Nemmeno la sua morte fermerà la lotta per il riconoscimento dell’identità degli afroamericani e contro le discriminazioni

Se dovessimo scegliere un’immagine per raccontare la vita di John Lewis sarebbe certamente quella di una marcia. La lotta contro il tumore al pancreas da cui era affetto e che l’ha costretto, nella notte tra venerdì e sabato, a fermarsi per sempre, è stata forse l’unica battaglia che non è riuscito a vincere. Con la sua morte se ne va un pezzo di storia degli Stati Uniti d’America, iniziato in una cittadina del Sud e terminato tra i seggi del Congresso.

John Lewis era nato a Troy, in Alabama, nel 1940 da una famiglia afroamericana. All’età di sei anni aveva incontrato solo due persone bianche. Crescendo e interagendo di più con la realtà cittadina, John ha potuto sperimentare sulla sua pelle la durissima segregazione degli Stati del Sud. Un abominio che lo spinse a trovare in Martin Luther King jr il suo ispiratore fin dall’adolescenza. Diventò il presidente della Student nonviolent coordinating commitee (Sncc) e fu tra gli organizzatori della marcia su Washington, la celebre manifestazione del 1963 in cui King pronunciò il suo famosissimo discorso «I have a dream». Lewis marciò di nuovo accanto al suo eroe, il dott. King, nella storica dimostrazione a supporto del diritto di voto degli afroamericani del 1965 che partì dalla cittadina di Selma e arrivò fino a Montgomery, sempre in Alabama. Le immagini di lui che viene picchiato dalla polizia, poco più che ventenne, hanno fatto la storia della lotta per i diritti civili, diventando a loro volta d’ispirazione per nuove generazioni di attivisti.

La battaglia di John Lewis, dall’adolescenza alla sua morte, è stata sempre la stessa: vedere riconosciuta e rispettata l’identità degli afroamericani. È stato una delle figure chiave del Civil rights movement e della lotta contro la fine della segregazione razziale, anche quella de facto che ancora affligge alcuni aspetti della vita dei neri americani (come, ad esempio, quanto concerne il diritto di voto). La speaker democratica Nancy Pelosi, annunciando la sua morte, lo ha definito «la coscienza del Congresso», un ruolo che ha ricoperto sempre con passione sin dalla sua elezione nel 1986, mantenendo vivo lo spirito che negli anni Sessanta infuocava il movimento per i diritti civili. Come ricorda il Washington Post, grazie al suo impegno nel 1991 è passato un nuovo Civil Rights act che facilita le cause legali contro i datori di lavoro che compiono discriminazioni nei confronti dei loro dipendenti.

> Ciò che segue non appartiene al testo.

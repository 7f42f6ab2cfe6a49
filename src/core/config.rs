//! Configuration management

use clap::Parser;
use config::{
    builder::DefaultState, Config as ConfigBuilder, ConfigBuilder as Builder,
    ConfigError as BuilderError, Environment, File,
};
use serde::Deserialize;
use std::fmt;
use std::path::{Path, PathBuf};
use std::time::Duration;
use thiserror::Error;

/// Prefix for environment overrides, e.g. `LINKSHELF_JWT__ACCESS_SECRET`
pub const ENV_PREFIX: &str = "LINKSHELF";

/// Longest accepted token lifetime (100 years), well inside chrono's range
pub const MAX_TOKEN_LIFETIME_MINUTES: u64 = 60 * 24 * 365 * 100;

#[derive(Debug, Error)]
pub enum ConfigError {
    #[error("Invalid server configuration: {0}")]
    InvalidServer(String),

    #[error("Invalid database configuration: {0}")]
    InvalidDatabase(String),

    #[error("Invalid logging configuration: {0}")]
    InvalidLogging(String),

    #[error("Invalid security configuration: {0}")]
    InvalidSecurity(String),

    #[error("Invalid JWT configuration: {0}")]
    InvalidJwt(String),

    #[error("Failed to load configuration: {0}")]
    LoadError(String),

    #[error("Configuration file not found: {0}")]
    FileNotFound(String),
}

impl From<BuilderError> for ConfigError {
    fn from(err: BuilderError) -> Self {
        ConfigError::LoadError(err.to_string())
    }
}

#[derive(Debug, Clone, Deserialize)]
pub struct Config {
    pub server: ServerConfig,
    pub database: DatabaseConfig,
    pub logging: LoggingConfig,
    pub security: SecurityConfig,
    pub jwt: JwtConfig,
}

impl Config {
    /// Load configuration with precedence: CLI args > Environment variables > Config file > Defaults
    pub fn load() -> Result<Self, ConfigError> {
        // A missing .env file is fine
        let _ = dotenvy::dotenv();

        let cli_args = CliArgs::parse();
        Self::load_with(&cli_args)
    }

    /// Same as [`load`](Self::load) with already parsed arguments
    pub fn load_with(cli_args: &CliArgs) -> Result<Self, ConfigError> {
        let mut builder = with_defaults(ConfigBuilder::builder())?;

        if let Some(config_path) = &cli_args.config {
            if !config_path.exists() {
                return Err(ConfigError::FileNotFound(config_path.display().to_string()));
            }
            builder = builder.add_source(File::from(config_path.as_path()));
        }

        builder = builder.add_source(env_source());

        if let Some(host) = &cli_args.host {
            builder = builder.set_override("server.host", host.clone())?;
        }
        if let Some(port) = cli_args.port {
            builder = builder.set_override("server.port", port)?;
        }
        if let Some(db_path) = &cli_args.database {
            builder = builder.set_override("database.path", db_path.display().to_string())?;
        }
        if let Some(log_level) = &cli_args.log_level {
            builder = builder.set_override("logging.level", log_level.clone())?;
        }

        let config: Config = builder.build()?.try_deserialize()?;
        config.validate()?;

        Ok(config)
    }

    /// Load configuration from a specific file path (defaults fill the gaps)
    pub fn from_file(path: &Path) -> Result<Self, ConfigError> {
        if !path.exists() {
            return Err(ConfigError::FileNotFound(path.display().to_string()));
        }

        let config: Config = with_defaults(ConfigBuilder::builder())?
            .add_source(File::from(path))
            .build()?
            .try_deserialize()?;

        config.validate()?;
        Ok(config)
    }

    /// Validate all configuration parameters
    pub fn validate(&self) -> Result<(), ConfigError> {
        self.server.validate()?;
        self.database.validate()?;
        self.logging.validate()?;
        self.security.validate()?;
        self.jwt.validate()?;
        Ok(())
    }
}

fn with_defaults(builder: Builder<DefaultState>) -> Result<Builder<DefaultState>, ConfigError> {
    // Secrets have no usable default; validation rejects empty ones
    Ok(builder
        .set_default("server.host", "127.0.0.1")?
        .set_default("server.port", 8080)?
        .set_default("server.request_timeout", 30)?
        .set_default("server.lookup_timeout_ms", 5000)?
        .set_default("database.path", "./data/linkshelf.db")?
        .set_default("database.connection_pool_size", 10)?
        .set_default("database.busy_timeout", 5000)?
        .set_default("logging.level", "info")?
        .set_default("logging.format", "json")?
        .set_default("logging.output", "stdout")?
        .set_default("security.allowed_origins", vec!["*"])?
        .set_default("jwt.access_secret", "")?
        .set_default("jwt.access_expiration_minutes", 60 * 24)?
        .set_default("jwt.refresh_secret", "")?
        .set_default("jwt.refresh_expiration_minutes", 60 * 24 * 7)?
        .set_default("jwt.rotate_refresh_tokens", false)?)
}

fn env_source() -> Environment {
    Environment::with_prefix(ENV_PREFIX)
        .separator("__")
        .list_separator(",")
        .with_list_parse_key("security.allowed_origins")
        .try_parsing(true)
}

/// Command-line arguments for configuration override
#[derive(Debug, Default, Parser)]
#[command(name = "linkshelf")]
#[command(about = "Linkshelf API server", long_about = None)]
pub struct CliArgs {
    /// Path to configuration file (TOML format)
    #[arg(short, long, value_name = "FILE")]
    pub config: Option<PathBuf>,

    /// Server host address
    #[arg(long, value_name = "HOST")]
    pub host: Option<String>,

    /// Server port
    #[arg(short, long, value_name = "PORT")]
    pub port: Option<u16>,

    /// Database file path
    #[arg(short, long, value_name = "PATH")]
    pub database: Option<PathBuf>,

    /// Log level (debug, info, warn, error)
    #[arg(short, long, value_name = "LEVEL")]
    pub log_level: Option<String>,
}

#[derive(Debug, Clone, Deserialize)]
pub struct ServerConfig {
    pub host: String,
    pub port: u16,
    pub request_timeout: u64, // seconds
    pub lookup_timeout_ms: u64,
}

impl ServerConfig {
    pub fn validate(&self) -> Result<(), ConfigError> {
        if self.host.is_empty() {
            return Err(ConfigError::InvalidServer("host cannot be empty".to_string()));
        }

        if self.port == 0 {
            return Err(ConfigError::InvalidServer("port must be greater than 0".to_string()));
        }

        if self.request_timeout == 0 {
            return Err(ConfigError::InvalidServer("request_timeout must be greater than 0".to_string()));
        }

        if self.lookup_timeout_ms == 0 {
            return Err(ConfigError::InvalidServer("lookup_timeout_ms must be greater than 0".to_string()));
        }

        Ok(())
    }

    pub fn request_timeout(&self) -> Duration {
        Duration::from_secs(self.request_timeout)
    }

    pub fn lookup_timeout(&self) -> Duration {
        Duration::from_millis(self.lookup_timeout_ms)
    }
}

#[derive(Debug, Clone, Deserialize)]
pub struct DatabaseConfig {
    pub path: PathBuf,
    pub connection_pool_size: u32,
    pub busy_timeout: u64, // milliseconds
}

impl DatabaseConfig {
    pub fn validate(&self) -> Result<(), ConfigError> {
        if self.path.as_os_str().is_empty() {
            return Err(ConfigError::InvalidDatabase("path cannot be empty".to_string()));
        }

        if self.connection_pool_size == 0 {
            return Err(ConfigError::InvalidDatabase("connection_pool_size must be greater than 0".to_string()));
        }

        if self.busy_timeout == 0 {
            return Err(ConfigError::InvalidDatabase("busy_timeout must be greater than 0".to_string()));
        }

        Ok(())
    }
}

#[derive(Debug, Clone, Deserialize)]
pub struct LoggingConfig {
    pub level: String,
    pub format: String,
    pub output: String,
    pub log_file: Option<PathBuf>,
}

impl LoggingConfig {
    pub fn validate(&self) -> Result<(), ConfigError> {
        let valid_levels = ["debug", "info", "warn", "error"];
        if !valid_levels.contains(&self.level.as_str()) {
            return Err(ConfigError::InvalidLogging(format!(
                "level must be one of: {:?}",
                valid_levels
            )));
        }

        let valid_formats = ["json", "text"];
        if !valid_formats.contains(&self.format.as_str()) {
            return Err(ConfigError::InvalidLogging(format!(
                "format must be one of: {:?}",
                valid_formats
            )));
        }

        let valid_outputs = ["stdout", "file"];
        if !valid_outputs.contains(&self.output.as_str()) {
            return Err(ConfigError::InvalidLogging(format!(
                "output must be one of: {:?}",
                valid_outputs
            )));
        }

        if self.output == "file" && self.log_file.is_none() {
            return Err(ConfigError::InvalidLogging(
                "log_file must be specified when output is 'file'".to_string(),
            ));
        }

        Ok(())
    }
}

#[derive(Debug, Clone, Deserialize)]
pub struct SecurityConfig {
    pub allowed_origins: Vec<String>,
}

impl SecurityConfig {
    pub fn validate(&self) -> Result<(), ConfigError> {
        if self.allowed_origins.is_empty() {
            return Err(ConfigError::InvalidSecurity("allowed_origins cannot be empty".to_string()));
        }

        Ok(())
    }
}

/// Signing secrets and lifetimes for the access and refresh token domains
#[derive(Clone, Deserialize)]
pub struct JwtConfig {
    pub access_secret: String,
    pub access_expiration_minutes: u64,
    pub refresh_secret: String,
    pub refresh_expiration_minutes: u64,
    pub rotate_refresh_tokens: bool,
}

impl JwtConfig {
    pub fn validate(&self) -> Result<(), ConfigError> {
        if self.access_secret.is_empty() {
            return Err(ConfigError::InvalidJwt("access_secret must be provided".to_string()));
        }

        if self.refresh_secret.is_empty() {
            return Err(ConfigError::InvalidJwt("refresh_secret must be provided".to_string()));
        }

        if self.access_secret == self.refresh_secret {
            return Err(ConfigError::InvalidJwt(
                "access_secret and refresh_secret must differ".to_string(),
            ));
        }

        if self.access_expiration_minutes == 0 {
            return Err(ConfigError::InvalidJwt("access_expiration_minutes must be greater than 0".to_string()));
        }

        if self.refresh_expiration_minutes == 0 {
            return Err(ConfigError::InvalidJwt("refresh_expiration_minutes must be greater than 0".to_string()));
        }

        if self.access_expiration_minutes > MAX_TOKEN_LIFETIME_MINUTES
            || self.refresh_expiration_minutes > MAX_TOKEN_LIFETIME_MINUTES
        {
            return Err(ConfigError::InvalidJwt("token lifetime is too large".to_string()));
        }

        Ok(())
    }
}

impl fmt::Debug for JwtConfig {
    fn fmt(&self, f: &mut fmt::Formatter<'_>) -> fmt::Result {
        f.debug_struct("JwtConfig")
            .field("access_secret", &"<redacted>")
            .field("access_expiration_minutes", &self.access_expiration_minutes)
            .field("refresh_secret", &"<redacted>")
            .field("refresh_expiration_minutes", &self.refresh_expiration_minutes)
            .field("rotate_refresh_tokens", &self.rotate_refresh_tokens)
            .finish()
    }
}

#[cfg(test)]
mod tests {
    use super::*;
    use std::io::Write;

    fn write_config(contents: &str) -> tempfile::NamedTempFile {
        let mut file = tempfile::Builder::new()
            .suffix(".toml")
            .tempfile()
            .expect("create temp config");
        file.write_all(contents.as_bytes()).expect("write temp config");
        file
    }

    fn jwt_config() -> JwtConfig {
        JwtConfig {
            access_secret: "access-secret".to_string(),
            access_expiration_minutes: 60,
            refresh_secret: "refresh-secret".to_string(),
            refresh_expiration_minutes: 120,
            rotate_refresh_tokens: false,
        }
    }

    #[test]
    fn test_file_with_secrets_uses_default_lifetimes() {
        let file = write_config(
            r#"
[jwt]
access_secret = "a-secret"
refresh_secret = "r-secret"
"#,
        );

        let config = Config::from_file(file.path()).expect("config should load");

        assert_eq!(config.jwt.access_expiration_minutes, 60 * 24);
        assert_eq!(config.jwt.refresh_expiration_minutes, 60 * 24 * 7);
        assert!(!config.jwt.rotate_refresh_tokens);
        assert_eq!(config.server.port, 8080);
        assert_eq!(config.server.lookup_timeout(), Duration::from_millis(5000));
    }

    #[test]
    fn test_missing_secrets_rejected() {
        let file = write_config(
            r#"
[server]
port = 9000
"#,
        );

        let err = Config::from_file(file.path()).unwrap_err();
        assert!(matches!(err, ConfigError::InvalidJwt(_)));
    }

    #[test]
    fn test_missing_file() {
        let err = Config::from_file(Path::new("/definitely/not/here.toml")).unwrap_err();
        assert!(matches!(err, ConfigError::FileNotFound(_)));
    }

    #[test]
    fn test_identical_secrets_rejected() {
        let mut jwt = jwt_config();
        jwt.refresh_secret = jwt.access_secret.clone();

        assert!(matches!(jwt.validate(), Err(ConfigError::InvalidJwt(_))));
    }

    #[test]
    fn test_zero_lifetime_rejected() {
        let mut jwt = jwt_config();
        jwt.access_expiration_minutes = 0;

        assert!(jwt.validate().is_err());
        assert!(jwt_config().validate().is_ok());
    }

    #[test]
    fn test_lifetime_cap() {
        let mut jwt = jwt_config();
        jwt.refresh_expiration_minutes = MAX_TOKEN_LIFETIME_MINUTES;
        assert!(jwt.validate().is_ok());

        jwt.refresh_expiration_minutes = MAX_TOKEN_LIFETIME_MINUTES + 1;
        assert!(matches!(jwt.validate(), Err(ConfigError::InvalidJwt(_))));
    }

    #[test]
    fn test_debug_redacts_secrets() {
        let rendered = format!("{:?}", jwt_config());

        assert!(!rendered.contains("access-secret"));
        assert!(!rendered.contains("refresh-secret"));
        assert!(rendered.contains("<redacted>"));
    }

    #[test]
    fn test_logging_file_requires_path() {
        let logging = LoggingConfig {
            level: "info".to_string(),
            format: "text".to_string(),
            output: "file".to_string(),
            log_file: None,
        };

        assert!(matches!(logging.validate(), Err(ConfigError::InvalidLogging(_))));
    }
}
//! Error type system for linkshelf
//!
//! This module provides:
//! - Hierarchical error classification
//! - HTTP status code mapping
//! - Generic public messages that never leak internal detail
//! - Error responses carrying a trace ID

use crate::auth::error::AuthError;
use axum::{
    http::StatusCode,
    response::{IntoResponse, Response},
    Json,
};
use serde::{Deserialize, Serialize};
use std::collections::BTreeMap;
use uuid::Uuid;

/// Field name -> human readable problem
pub type FieldErrors = BTreeMap<String, String>;

/// Main error type for the linkshelf service
#[derive(Debug, thiserror::Error)]
pub enum ShelfError {
    #[error("Database error: {0}")]
    DatabaseError(#[from] rusqlite::Error),

    #[error("Connection pool error: {0}")]
    PoolError(#[from] r2d2::Error),

    // API-related errors
    #[error("Validation failed")]
    ValidationError(FieldErrors),

    #[error("Authentication failed: {0}")]
    Auth(#[from] AuthError),

    /// Uniform rejection used by the auth middleware
    #[error("Unauthorized")]
    Unauthorized,

    #[error("Resource not found: {0}")]
    NotFound(String),

    #[error("Conflict: {0}")]
    Conflict(String),

    #[error("Timeout: {0}")]
    Timeout(String),

    // I/O errors
    #[error("IO error: {0}")]
    IoError(#[from] std::io::Error),

    #[error("Task error: {0}")]
    TaskError(String),
}

impl ShelfError {
    /// Get the HTTP status code for this error
    pub fn status_code(&self) -> StatusCode {
        match self {
            ShelfError::ValidationError(_) => StatusCode::BAD_REQUEST,

            ShelfError::Auth(e) => e.status_code(),
            ShelfError::Unauthorized => StatusCode::UNAUTHORIZED,

            ShelfError::NotFound(_) => StatusCode::NOT_FOUND,
            ShelfError::Conflict(_) => StatusCode::CONFLICT,
            ShelfError::Timeout(_) => StatusCode::REQUEST_TIMEOUT,

            ShelfError::DatabaseError(_)
            | ShelfError::PoolError(_)
            | ShelfError::IoError(_)
            | ShelfError::TaskError(_) => StatusCode::INTERNAL_SERVER_ERROR,
        }
    }

    /// Get the error type name for API responses
    pub fn error_type(&self) -> &'static str {
        match self {
            ShelfError::DatabaseError(_) | ShelfError::PoolError(_) => "DatabaseError",
            ShelfError::ValidationError(_) => "ValidationError",
            ShelfError::Auth(e) => e.error_type(),
            ShelfError::Unauthorized => "AuthenticationError",
            ShelfError::NotFound(_) => "NotFound",
            ShelfError::Conflict(_) => "Conflict",
            ShelfError::Timeout(_) => "Timeout",
            ShelfError::IoError(_) => "IoError",
            ShelfError::TaskError(_) => "TaskError",
        }
    }

    /// Message safe to show to the caller.
    ///
    /// Server-side failures collapse to a generic text; auth failures use the
    /// kind's public message so callers cannot tell which check failed.
    pub fn public_message(&self) -> String {
        match self {
            ShelfError::Auth(e) => e.public_message().to_string(),
            ShelfError::Unauthorized => AuthError::UNAUTHORIZED_MESSAGE.to_string(),
            e if e.status_code().is_server_error() => "Internal server error".to_string(),
            e => e.to_string(),
        }
    }

    fn details(&self) -> Option<serde_json::Value> {
        match self {
            ShelfError::ValidationError(fields) => serde_json::to_value(fields).ok(),
            _ => None,
        }
    }
}

/// Error response structure for API endpoints
#[derive(Debug, Serialize, Deserialize)]
pub struct ErrorResponse {
    /// Error type identifier
    pub error: String,
    /// Human-readable error message
    pub message: String,
    /// Optional additional details (field errors for validation failures)
    #[serde(skip_serializing_if = "Option::is_none")]
    pub details: Option<serde_json::Value>,
    /// Unique trace ID for this error
    pub trace_id: String,
}

impl ErrorResponse {
    /// Create a new error response with a generated trace ID
    pub fn new(error: String, message: String) -> Self {
        Self {
            error,
            message,
            details: None,
            trace_id: Uuid::new_v4().to_string(),
        }
    }

    /// Create an error response from a ShelfError
    pub fn from_error(error: &ShelfError) -> Self {
        Self {
            details: error.details(),
            ..Self::new(error.error_type().to_string(), error.public_message())
        }
    }
}

impl IntoResponse for ShelfError {
    fn into_response(self) -> Response {
        let status_code = self.status_code();
        let error_response = ErrorResponse::from_error(&self);

        if status_code.is_server_error() {
            tracing::error!(
                error_type = self.error_type(),
                trace_id = %error_response.trace_id,
                status_code = %status_code,
                "Request failed: {}",
                self
            );
        } else {
            tracing::warn!(
                error_type = self.error_type(),
                trace_id = %error_response.trace_id,
                status_code = %status_code,
                "Request rejected: {}",
                self
            );
        }

        (status_code, Json(error_response)).into_response()
    }
}

/// Result type alias for operations that can fail with ShelfError
pub type Result<T> = std::result::Result<T, ShelfError>;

Sempre grazie alla sua tenacia, nel 2003 è stato autorizzato e costruito il Museo nazionale di storia e cultura afroamericana al National Mall, il viale di Washington dove si tenne la Marcia del 1963. Per tutta la sua carriera esemplare, nel 2010 l’allora presidente Barack Obama l’ha decorato con la Medal of freedom, la massima onorificenza civile che si può ottenere negli Stati Uniti. In occasione del suo insediamento, Obama aveva ringraziato esplicitamente Lewis per il suo impegno per il riconoscimento dei diritti degli afroamericani, dicendo che se era potuto arrivare fino alla Casa Bianca era stato solo «A causa tua».

I suoi ultimi anni, sempre al suo seggio alla Camera dei Rappresentanti come deputato della Georgia, sono stati segnati da una dura contrapposizione alla politica del presidente Donald Trump. Nel 2017 ha boicottato la sua cerimonia di inaugurazione, mentre quando si è trattato di votare per il procedimento di impeachment Lewis ha invitato i suoi colleghi a rispettare il loro obbligo di «essere dal lato giusto della storia».

Nemmeno la malattia ha fermato la sua esigenza di marciare. Una figura così importante per la battaglia per i diritti civili non poteva rimanere sorda di fronte alla morte di Geroge Floyd e al riaccendersi del movimento Black Lives Matter: la sua ultima apparizione pubblica è stata al fianco della sindaca democratica di Washington D.C., Muriel E. Bowser, nella piazza intitolata proprio al movimento Blm.

Nel 1963, durante la Marcia su Washington, John Lewis pronunciò un discorso che divenne meno celebre di «I have a dream», ma che può essere considerato un valido testamento e un invito per gli Stati Uniti del 2020 che a novembre dovranno scegliere chi sarà il loro prossimo presidente: «Svegliati, America!». Rest in power, John Lewis.